The level or degree of capacity building and development required in these priority areas are not even across jurisdictions within and outside Indigenous communities in Canada. For example, as Thomas Burelli notes in Chapter 13, there are many practices and protocols relevant to ABS used by many Indigenous communities in their relationship and collaboration with researchers. Those are indications of existing capacity, requiring further development, rather than starting from scratch to develop capacity. Another example is the German-based ABS Capacity Development Initiative, which has significant experience with ABS capacity development in the global South, especially in Africa, including among others the development of biocultural protocols and facilitation of ILC-industry linkages for ABS. Those experiences can be rendered handy and scaled to fast-track Indigenous capacity building and capacity development in Canada and elsewhere in the global North on a South-to-North basis, a proposition that is currently within policy contemplation between ABS Canada and the ABS Capacity Development Initiative.
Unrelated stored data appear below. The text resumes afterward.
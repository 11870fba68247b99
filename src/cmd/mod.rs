pub mod build;
pub mod provision;
pub mod run;
pub mod status;

use std::sync::Arc;
use tracing::warn;

use anvil_provision::{DefaultAdapterFactory, Orchestrator};

use crate::config::Inventory;

/// Assemble the orchestrator from the inventory.
pub fn orchestrator(inventory: &Inventory) -> color_eyre::Result<Orchestrator> {
    let builder = anvil_image::ImageBuilder::new(inventory.builder_config());
    let factory = Arc::new(DefaultAdapterFactory {
        insecure_tls: inventory.bmc.insecure_tls,
    });
    Ok(Orchestrator::new(
        builder,
        factory,
        inventory.driver_config()?,
        inventory.provision.concurrency,
    ))
}

/// Forward Ctrl-C to the orchestrator so in-flight sessions wind down
/// cleanly (defensive media eject) instead of being killed mid-call.
pub fn install_cancel_handler(orchestrator: &Arc<Orchestrator>) {
    let orchestrator = orchestrator.clone();
    tokio::spawn(async move {
        if tokio::signal::ctrl_c().await.is_ok() {
            warn!("interrupt received, cancelling in-flight sessions");
            orchestrator.cancel();
        }
    });
}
That approach provides a vent for an alternative direction for capacity building and development to the narrative discussed earlier in this chapter.

Conclusion

There is potential and actual tendency to mirror capacity building and capacity development within the faultiness of North-South development constructs and its colonial undertones. As evident from our textual analysis of Article 22 of the NP on capacity building and capacity development, that construct hardly accounts for genuine capacity deficits among Indigenous peoples of the global North, such as Canada. The experience of the MAPC and ABS Canada in forging one of the earliest awareness-raising, capacity building, and capacity development on ABS in Canada underscores the imperative for trust, solidarity, equality and respect in the power and role of partnership in driving the process. The NP has elaborate provisions and opportunities that effectively articulate ABS capacity building and capacity development priorities. It is clear from our analysis that those can be adopted or adapted, as the case may be, and inverted to further Aboriginal capacity development and capacity building in specific national, regional and local contexts. Within that flexibility and framework, there is a possibility to explore more opportunities for South-North or North-North solidarity for ABS capacity building and capacity development as an evolving and continuing experience. In Canada, all levels of government need to be proactive in supporting Aboriginal capacity building and development on ABS in the spirit of justice, equity and reconciliation.